I meet foodbabysoul and fearless George, her driver and willing accomplice, in Braamfontein. This following many messages back and forth across the social media ether.

Image: Supplied

I have been stalking foodbabysoul. My curiosity about the city streets has long led me in all sorts of interesting directions. I often say wryly that in Joburg if you put your hand in someone else’s hand and let them lead you to places they know best you can find the most incredible things, and parts of yourself you may have lost in the humdrum, dog eat dog, taxi in the oncoming traffic lane day to day. You could also end up naked, and in a ditch wondering where your wallet went. So far my luck is in.

What caught my attention about foodbabysoul is her stitches across the city, threads woven into a tapestry of fabrics, adorning the plinths of public artworks, wrapped onto columns holding up shops on Diagonal Street, bowties and woolly hats adorning Newtown’s delicately carved wooden heads, her markings on the usually nondescript bags hauled by the thousands of recycling waste-pickers crossing the city into the suburbs and back each day.

She uses embroidery and applique, crochet and weaving. The stuff that once belonged in the hands of leisured ladies in drawing rooms now brought to bear on a gritty and unkempt city. The fabrics are a mix of scraps, much of it collected from legendary couturier Marianne Fassler whose designs sell for thousands of rands, and screen printer and artist Yda Walt who renders the world around her in quirky felt artworks. Offcuts of Jacques van der Watt’s intricate laser–cut designs from his label Black Coffee, a fashion week catwalk favourite, were recently added to her collection and will find their way to the streets.

These brightly coloured works make you see when your eyes have long been glazed over by the dirt and noise, and need to watch your back while keeping an eye on the path ahead for errant taxi drivers, missing grates and cellphone-loving opportunists.

We take to the scrapmobile (a Mini Cooper heaving with stitchwork, and many random items bought from street vendors – under my foot I retrieve a large wooden spoon) and head into the city. I learn that foodbabysoul is American, a “trailing wife” as she puts it, transplanted to Joburg, on a spouse visa so without a permit to work.

An artist, she volunteered at her child’s suburban school to design costumes for school plays. That led her to volunteer at a poor school, which drew her to her current thinking. “I didn't want to do good. I wanted to act.”  In turn this led her out onto the streets where she fabric-bombed trees. This was how she connected with Fassler, who saw her work and wanted her own trees adorned. 

Her philosophy of “scrap impact” developed as she moved from suburbia to the city with the idea that “giving should be difficult”. With so much need on every street corner giving should mean you can’t just pop a coin into an outstretched hand and move on.

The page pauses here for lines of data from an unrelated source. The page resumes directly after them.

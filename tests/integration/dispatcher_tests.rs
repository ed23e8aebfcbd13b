//! Integration tests: frame → decoder → dispatcher, driven one step at a
//! time on the test thread.

use embedded_hal::digital::PinState;
use sensornode::app::commands::CommandKind::{Activate, Disable, Enable, SetDuration, Status};
use sensornode::app::dispatcher::{Ignored, Outcome};
use sensornode::config::NodeConfig;
use sensornode::protocol::channels::DISPATCH_DEPTH;
use sensornode::tasks::decoder::FrameOutcome;

use crate::mock_hw::{AnalogCall, PinCall, Rig, done, frame, rig};

/// Push one frame through the receiver and decoder, then dispatch it.
fn step(r: &Rig, bytes: &[u8]) -> Outcome {
    let mut rx = r.node.receiver();
    assert_eq!(rx.feed(bytes), 1);
    assert_eq!(r.node.decoder().run_once(), FrameOutcome::Queued);
    r.node.dispatch_task().run_once().unwrap()
}

#[test]
fn enable_temperature_acks_and_powers_adc() {
    let r = rig(NodeConfig::default());
    assert_eq!(step(&r, &frame(Enable, 128, "")), Outcome::Acked);
    assert_eq!(r.serial.messages(), vec![done("NS", 128)]);
    assert_eq!(r.temp.calls(), vec![AnalogCall::Init]);
    assert!(r.light.calls().is_empty());
}

#[test]
fn disable_powers_adc_down_and_acks() {
    let r = rig(NodeConfig::default());
    step(&r, &frame(Enable, 129, ""));
    assert_eq!(step(&r, &frame(Disable, 129, "")), Outcome::Acked);
    assert_eq!(r.light.calls(), vec![AnalogCall::Init, AnalogCall::Deinit]);
    assert_eq!(r.serial.messages(), vec![done("NS", 129), done("NS", 129)]);
}

#[test]
fn activate_then_status_reports_one() {
    let r = rig(NodeConfig::default());
    assert_eq!(step(&r, &frame(Activate, 80, "1")), Outcome::Applied);
    step(&r, &frame(Status, 80, ""));
    assert_eq!(
        r.serial.messages(),
        vec![r#"{"nodeType":"NA","nodeID":80,"data":"1"}"#.to_string()]
    );
}

#[test]
fn repeated_status_is_stable() {
    let r = rig(NodeConfig::default());
    step(&r, &frame(Enable, 80, ""));
    step(&r, &frame(Activate, 80, "0"));
    step(&r, &frame(Status, 80, ""));
    step(&r, &frame(Status, 80, ""));
    let msgs = r.serial.messages();
    assert_eq!(msgs.len(), 3);
    assert_eq!(msgs[1], msgs[2]);
}

#[test]
fn relay_lifecycle_drives_pin_active_low() {
    let r = rig(NodeConfig::default());
    let actuator = r.node.actuator();

    step(&r, &frame(Enable, 80, ""));
    assert_eq!(r.pin.calls(), vec![PinCall::Init(PinState::High)]);

    step(&r, &frame(Activate, 80, "1"));
    assert!(actuator.apply_once().unwrap());
    assert_eq!(r.pin.level(), Some(PinState::Low));

    step(&r, &frame(Disable, 80, ""));
    assert_eq!(r.pin.level(), None);
    assert!(!actuator.apply_once().unwrap(), "released pin must not be driven");
    assert!(!r.pin.written_while_released());
    assert_eq!(r.serial.messages(), vec![done("NA", 80), done("NA", 80)]);
}

#[test]
fn relay_re_enable_restores_last_level() {
    let r = rig(NodeConfig::default());
    let actuator = r.node.actuator();
    step(&r, &frame(Enable, 80, ""));
    step(&r, &frame(Activate, 80, "1"));
    step(&r, &frame(Disable, 80, ""));
    step(&r, &frame(Enable, 80, ""));
    actuator.apply_once().unwrap();
    assert_eq!(r.pin.level(), Some(PinState::Low));
}

#[test]
fn eleven_enables_while_dispatcher_stalled() {
    let r = rig(NodeConfig::default());
    let mut rx = r.node.receiver();
    let decoder = r.node.decoder();
    let ena = frame(Enable, 128, "");

    let mut outcomes = Vec::new();
    for _ in 0..=DISPATCH_DEPTH {
        rx.feed(&ena);
        outcomes.push(decoder.run_once());
    }
    assert_eq!(outcomes.last(), Some(&FrameOutcome::QueueFull));
    assert_eq!(r.node.queue().len(), DISPATCH_DEPTH);
    assert_eq!(r.node.diagnostics().snapshot().queue_full, 1);

    let task = r.node.dispatch_task();
    for _ in 0..DISPATCH_DEPTH {
        assert_eq!(task.run_once().unwrap(), Outcome::Acked);
    }
    assert!(r.node.queue().is_empty());
    assert_eq!(r.temp.count(AnalogCall::Init), 1, "ENA is idempotent");
    assert_eq!(r.serial.messages().len(), DISPATCH_DEPTH);
}

#[test]
fn eleven_enables_in_one_burst_keep_ten() {
    let r = rig(NodeConfig::default());
    let mut rx = r.node.receiver();
    let decoder = r.node.decoder();
    let burst: Vec<u8> = (0..=DISPATCH_DEPTH)
        .flat_map(|_| frame(Enable, 128, ""))
        .collect();

    assert_eq!(rx.feed(&burst), DISPATCH_DEPTH + 1);
    let outcomes: Vec<_> = (0..=DISPATCH_DEPTH).map(|_| decoder.run_once()).collect();
    assert!(outcomes[..DISPATCH_DEPTH].iter().all(|o| *o == FrameOutcome::Queued));
    assert_eq!(outcomes[DISPATCH_DEPTH], FrameOutcome::QueueFull);

    let s = r.node.diagnostics().snapshot();
    assert_eq!(s.frame_overruns, 0);
    assert_eq!(s.queue_full, 1);
    assert_eq!(r.node.queue().len(), DISPATCH_DEPTH);
}

#[test]
fn disable_of_never_enabled_node_is_a_silent_no_op() {
    let r = rig(NodeConfig::default());
    assert_eq!(
        step(&r, &frame(Disable, 129, "")),
        Outcome::Ignored(Ignored::NotEnabled)
    );
    assert!(r.serial.messages().is_empty());
    assert!(r.light.calls().is_empty());
    // The dispatcher is still alive.
    assert_eq!(step(&r, &frame(Enable, 129, "")), Outcome::Acked);
}

#[test]
fn unknown_node_and_bad_payloads_are_counted() {
    let r = rig(NodeConfig::default());
    step(&r, &frame(Enable, 1, ""));
    step(&r, &frame(Activate, 80, "2"));
    step(&r, &frame(SetDuration, 128, "soon"));
    step(&r, &frame(SetDuration, 80, "3"));
    let d = r.node.diagnostics().snapshot();
    assert_eq!(d.unknown_node, 1);
    assert_eq!(d.invalid_payload, 2);
    assert_eq!(d.precondition_failed, 1);
    assert_eq!(d.commands_dispatched, 0);
    assert!(r.serial.messages().is_empty());
}

#[test]
fn set_duration_updates_registry() {
    let r = rig(NodeConfig::default());
    step(&r, &frame(SetDuration, 129, "7"));
    let snap = r.node.registry().snapshot(None).unwrap();
    assert_eq!(snap.light.interval_secs, 7);
    assert_eq!(snap.temperature.interval_secs, 2);
}

#[test]
fn malformed_frames_never_reach_the_queue() {
    let r = rig(NodeConfig::default());
    let mut rx = r.node.receiver();
    let decoder = r.node.decoder();
    rx.feed(br#"{"command":"ENA","nodeID":128}"#);
    assert!(matches!(decoder.run_once(), FrameOutcome::Rejected(_)));
    rx.feed(br#"{"command":"ZAP","nodeID":128,"data":""}"#);
    assert!(matches!(decoder.run_once(), FrameOutcome::Rejected(_)));
    assert!(r.node.queue().is_empty());
}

I accompany her to Newtown’s Mary Fitzgerald Square where we spot one of her jaunty bowties on a street sculpture. The knitted hats she placed on Newtown’s wooden heads have long gone and we hope to spot someone wearing one on this winter’s morning. Her trademark red heart is stitched onto them.

Image: Supplied

We stop for a warm greeting from two Zambian brothers selling fruit at a nearby taxi rank. Her heart sticker marks the boxes bearing the fruit. We buy some naartjies from them for the ride.  Foodbabysoul is all about the local economy. In Diagonal Street we chat to a spaza owner who tells us on a good day she earns R120, sitting on the kerb at her table from morning to sunset. Foodbabysoul shares a padded seat that she has stitched up with the church ladies who sit on the stony ground in parks around the city in mind. She offers it to the trader, saying you can sell this and add to your R120, and if it works maybe you can make them. “I know you know how to sew”.

At the heart of her adventures around the city that connect her to this new place is a drive to nourish society, by recycling scrap to make it worth trading, to make it worth selling. It’s also underpinned by the thinking that one is more likely to guard something that is handmade and homemade. Each item she creates is an idea for an opportunity that adds a gossamer thread stitched into the conversation about reducing the ever-growing gap between rich and poor. It’s food for the soul.